The plastid genome of higher plants encodes about 100 genes, the products of which assemble with approximately 3,000 nucleus-encoded proteins to form the plastid transcription and translation machinery and carry out complex metabolic functions, including photosynthesis and fatty acid and amino acid biosynthesis. Plastid transformation is routine only in tobacco (Nicotiana tabacum), although reproducible protocols for plastid transformation have also been described in several other crop species. Arabidopsis, the most widely used model plant, is one of the species that is recalcitrant to plastid transformation. Spectinomycin, the selection agent commonly used for transplastomic events, binds to the 16S rRNA, blocking translation on the prokaryotic type 70S plastid ribosomes and inhibiting greening and shoot regeneration in tissue culture cells.
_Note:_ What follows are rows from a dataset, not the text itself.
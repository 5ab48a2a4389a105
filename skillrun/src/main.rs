//! Skill-driven agent runner CLI.
//!
//! `run` executes one task, `chat` runs stdin tasks into a shared session,
//! and the remaining commands inspect skills, replay run logs and manage the
//! config file.

use std::env;
use std::io::{self as stdio, BufRead, Write};
use std::path::{Path, PathBuf};
use std::sync::Arc;
use std::time::Duration;

use anyhow::{Context, Result, bail};
use clap::{Parser, Subcommand};
use skillrun::exit_codes;
use skillrun::io::config::{
    AgentConfig, CONFIG_FILE_NAME, Credentials, Provider, discover_config_path, load_config,
    load_effective_config, write_default_config,
};
use skillrun::io::events::{EventRecord, read_events};
use skillrun::io::executor::ShellExecutor;
use skillrun::io::run_store::find_run_dir;
use skillrun::io::signals::{InterruptFlag, install_signal_handlers};
use skillrun::io::transcript::replay_transcript;
use skillrun::llm::router::ProviderRouter;
use skillrun::logging;
use skillrun::mcp::bridge::McpManager;
use skillrun::scheduler::{ProgressCallback, RunRequest, RunResult, Scheduler};
use skillrun::session::{ChatSession, SessionOptions};
use skillrun::skills::registry::prepare_skills;

#[derive(Parser)]
#[command(name = "skillrun", version, about = "Skill-driven agent runner")]
struct Cli {
    #[command(subcommand)]
    command: Command,
}

#[derive(Subcommand)]
enum Command {
    /// Run one task to completion.
    Run {
        task: String,
        #[arg(long)]
        skills_dir: Option<PathBuf>,
        #[arg(long, value_enum)]
        provider: Option<Provider>,
        /// Compose the first prompt and stop before calling the model.
        #[arg(long)]
        dry_run: bool,
        #[arg(long)]
        max_turns: Option<u32>,
        #[arg(long)]
        config: Option<PathBuf>,
        /// Print each event type to stderr as it is recorded.
        #[arg(long)]
        progress: bool,
    },
    /// Read tasks from stdin, one per line, into a single session.
    Chat {
        #[arg(long)]
        skills_dir: Option<PathBuf>,
        #[arg(long, value_enum)]
        provider: Option<Provider>,
        #[arg(long)]
        max_turns: Option<u32>,
        #[arg(long)]
        config: Option<PathBuf>,
        #[arg(long)]
        reload_skills_each_task: bool,
    },
    /// Inspect the skill catalog.
    Skills {
        #[command(subcommand)]
        command: SkillsCommand,
        #[arg(long, global = true)]
        skills_dir: Option<PathBuf>,
        #[arg(long, global = true)]
        config: Option<PathBuf>,
    },
    /// Print the event log (or transcript) of a previous run.
    Replay {
        run_id: String,
        #[arg(long)]
        transcript: bool,
        /// Print records exactly as stored.
        #[arg(long)]
        raw: bool,
        #[arg(long)]
        config: Option<PathBuf>,
    },
    /// Manage the config file.
    Config {
        #[command(subcommand)]
        command: ConfigCommand,
    },
}

#[derive(Subcommand)]
enum SkillsCommand {
    List,
    Inspect {
        name: String,
        /// Print every body section.
        #[arg(long)]
        sections: bool,
    },
}

#[derive(Subcommand)]
enum ConfigCommand {
    /// Write the default config.
    Init {
        #[arg(long)]
        output: Option<PathBuf>,
        #[arg(short, long)]
        force: bool,
    },
    /// Load and validate a config file.
    Validate {
        #[arg(long)]
        file: Option<PathBuf>,
    },
    /// Print the config file that would be used.
    Path,
}

fn main() {
    logging::init();
    match run() {
        Ok(code) => std::process::exit(code),
        Err(err) => {
            eprintln!("{:#}", err);
            std::process::exit(exit_codes::INVALID);
        }
    }
}

fn run() -> Result<i32> {
    let cli = Cli::parse();
    match cli.command {
        Command::Run {
            task,
            skills_dir,
            provider,
            dry_run,
            max_turns,
            config,
            progress,
        } => {
            let request = RunRequest {
                skills_dir,
                provider,
                dry_run,
                max_turns,
                ..RunRequest::new(task)
            };
            cmd_run(config.as_deref(), &request, progress)
        }
        Command::Chat {
            skills_dir,
            provider,
            max_turns,
            config,
            reload_skills_each_task,
        } => cmd_chat(
            config.as_deref(),
            SessionOptions {
                skills_dir,
                provider,
                max_turns,
                reload_skills_each_task,
            },
        ),
        Command::Skills {
            command,
            skills_dir,
            config,
        } => cmd_skills(config.as_deref(), skills_dir, command),
        Command::Replay {
            run_id,
            transcript,
            raw,
            config,
        } => cmd_replay(config.as_deref(), &run_id, transcript, raw),
        Command::Config { command } => cmd_config(command),
    }
}

/// Collaborators built from the effective config and the environment.
struct Runtime {
    config: AgentConfig,
    provider: ProviderRouter,
    executor: ShellExecutor,
    interrupt: InterruptFlag,
}

impl Runtime {
    fn load(config_path: Option<&Path>) -> Result<Self> {
        let config = load_effective_config(config_path)?;
        let workdir = env::current_dir().context("resolve working directory")?;
        let credentials = Credentials::discover(&config.model, &workdir);
        let provider = ProviderRouter::new(
            &credentials,
            Duration::from_secs(config.model.request_timeout_secs),
        )?;
        let executor = ShellExecutor::new(&config.runtime, workdir);
        let interrupt = InterruptFlag::new();
        install_signal_handlers(&interrupt)?;
        Ok(Self {
            config,
            provider,
            executor,
            interrupt,
        })
    }
}

fn progress_printer() -> ProgressCallback {
    Arc::new(|record: &EventRecord| eprintln!("[{}] {}", record.timestamp, record.event_type))
}

fn cmd_run(config_path: Option<&Path>, request: &RunRequest, progress: bool) -> Result<i32> {
    let runtime = Runtime::load(config_path)?;
    let mut tools = McpManager::new();
    let mut scheduler = Scheduler::new(&runtime.config, &runtime.provider, &runtime.executor)
        .with_tool_manager(&mut tools)
        .with_interrupt(runtime.interrupt.clone());
    if progress {
        scheduler = scheduler.with_progress(progress_printer());
    }
    let result = scheduler.run(request)?;
    print_result(&result);
    Ok(exit_code(&result))
}

fn cmd_chat(config_path: Option<&Path>, options: SessionOptions) -> Result<i32> {
    let runtime = Runtime::load(config_path)?;
    let mut tools = McpManager::new();
    let mut session = ChatSession::new(
        &runtime.config,
        &runtime.provider,
        &runtime.executor,
        options,
    )
    .with_tool_manager(&mut tools)
    .with_interrupt(runtime.interrupt.clone());
    println!("session {}", session.run_id());

    let stdin = stdio::stdin();
    let mut last = exit_codes::OK;
    loop {
        print!("> ");
        stdio::stdout().flush().context("flush stdout")?;
        let mut line = String::new();
        if stdin.lock().read_line(&mut line).context("read task")? == 0 {
            break;
        }
        let task = line.trim();
        if task.is_empty() {
            continue;
        }
        if matches!(task, "exit" | "quit") || runtime.interrupt.is_requested() {
            break;
        }
        let result = session.run_task(task)?;
        print_result(&result);
        last = exit_code(&result);
        if runtime.interrupt.is_requested() {
            break;
        }
    }
    Ok(last)
}

fn cmd_skills(
    config_path: Option<&Path>,
    skills_dir: Option<PathBuf>,
    command: SkillsCommand,
) -> Result<i32> {
    let config = load_effective_config(config_path)?;
    let dir = skills_dir.unwrap_or(config.skills.dir);
    let prepared = prepare_skills(&dir)?;
    for failure in &prepared.parse_failures {
        eprintln!("skipped {}: {}", failure.skill_dir.display(), failure.error);
    }
    match command {
        SkillsCommand::List => {
            if prepared.catalog.is_empty() {
                println!("no skills in {}", prepared.skills_dir.display());
            }
            for entry in &prepared.catalog {
                println!("{}\t{}", entry.name, entry.description);
            }
        }
        SkillsCommand::Inspect { name, sections } => {
            let Some(skill) = prepared.by_name(&name) else {
                bail!("skill not found: {name}");
            };
            let meta = &skill.metadata;
            println!("name: {}", meta.name);
            println!("description: {}", meta.description);
            println!("version: {}", meta.version);
            println!("tags: {}", meta.tags.join(", "));
            println!("allowed_tools: {}", meta.allowed_tools.join(", "));
            println!("path: {}", skill.skill_md_path.display());
            println!("references: {}", skill.references.join(", "));
            println!("scripts: {}", skill.scripts.join(", "));
            if sections {
                for section in &skill.sections {
                    println!("\n## {}\n{}", section.title, section.content);
                }
            } else {
                let titles: Vec<&str> = skill
                    .sections
                    .iter()
                    .map(|section| section.title.as_str())
                    .collect();
                println!("sections: {}", titles.join(", "));
            }
        }
    }
    Ok(exit_codes::OK)
}

fn cmd_replay(config_path: Option<&Path>, run_id: &str, transcript: bool, raw: bool) -> Result<i32> {
    let config = load_effective_config(config_path)?;
    let run_dir = find_run_dir(&config.logging.jsonl_dir, run_id)?;
    if transcript {
        let path = run_dir.join(&config.logging.llm_transcript_filename);
        let blocks = replay_transcript(&path)?;
        if blocks.is_empty() {
            println!("no transcript at {}", path.display());
        }
        for block in blocks {
            println!("{block}");
        }
        return Ok(exit_codes::OK);
    }
    for record in read_events(&run_dir.join(skillrun::io::run_store::EVENTS_FILE))? {
        if raw {
            println!("{}", serde_json::to_string(&record)?);
        } else {
            println!(
                "{} {} {}",
                record.timestamp,
                record.event_type,
                serde_json::Value::Object(record.payload)
            );
        }
    }
    Ok(exit_codes::OK)
}

fn cmd_config(command: ConfigCommand) -> Result<i32> {
    match command {
        ConfigCommand::Init { output, force } => {
            let path = output.unwrap_or_else(|| PathBuf::from(CONFIG_FILE_NAME));
            write_default_config(&path, force)?;
            println!("{}", path.display());
        }
        ConfigCommand::Validate { file } => {
            // Both loaders validate.
            match file {
                Some(path) => {
                    if !path.exists() {
                        bail!("config file not found: {}", path.display());
                    }
                    load_config(&path)?;
                }
                None => {
                    load_effective_config(None)?;
                }
            }
            println!("config ok");
        }
        ConfigCommand::Path => match discover_config_path(None) {
            Some(path) => println!("{}", path.display()),
            None => println!("(defaults)"),
        },
    }
    Ok(exit_codes::OK)
}

fn exit_code(result: &RunResult) -> i32 {
    if result.is_success() {
        exit_codes::OK
    } else {
        exit_codes::RUN_FAILED
    }
}

fn print_result(result: &RunResult) {
    println!("run_id: {}", result.run_id);
    println!("status: {}", result.status.as_str());
    if let Some(reason) = result.failure {
        println!("failure: {reason}");
    }
    println!("message: {}", result.message);
    println!("events: {}", result.events_path.display());
    if let Some(path) = &result.transcript_path {
        println!("transcript: {}", path.display());
    }
    if let Some(path) = &result.final_summary_path {
        println!("final_summary: {}", path.display());
    }
    if let Some(summary) = &result.final_summary {
        println!("\n{summary}");
    }
}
When the plastid genome is transformed with the aadA gene encoding aminoglycoside-3’’-adenylyltransferase (AAD), the AAD protein modifies the antibiotic such that it no longer binds to the 16S rRNA and translation proceeds, enabling greening (and selection for plastidal transformation). Seeds of most Arabidopsis accessions germinate on spectinomycin and develop into small albino seedlings or rosettes. A recent study, however, has revealed that null mutations in ACC2, encoding a plastid-targeted acetyl-CoA-carboxylase (ACCase), cause hypersensitivity to spectinomycin. Yu et al. (10.1104/pp.17.00857) hypothesized that the ACC2 gene produces homomeric ACCase that is imported into plastids and, in tissue culture, partially duplicates the function of heteromeric ACCase, one subunit of which is encoded in the plastid accD gene. When plastid translation is blocked by spectinomycin, no heteromeric ACCase is made, and the homomeric enzyme enables a limited amount of fatty acid biosynthesis to occur, thereby reducing the impact of the absence of heteromeric enzyme in culture, making spectinomycin selection inefficient. The authors now report that the efficiency of plastid transformation in acc2 mutants is increased approximately 100-fold in Arabidopsis and comparable to that of tobacco, confirming their hypothesis. The recognition that the duplicated ACCase in Arabidopsis is an impediment to plastid transformation suggests a starting point for implementing plastid transformation in other recalcitrant crops.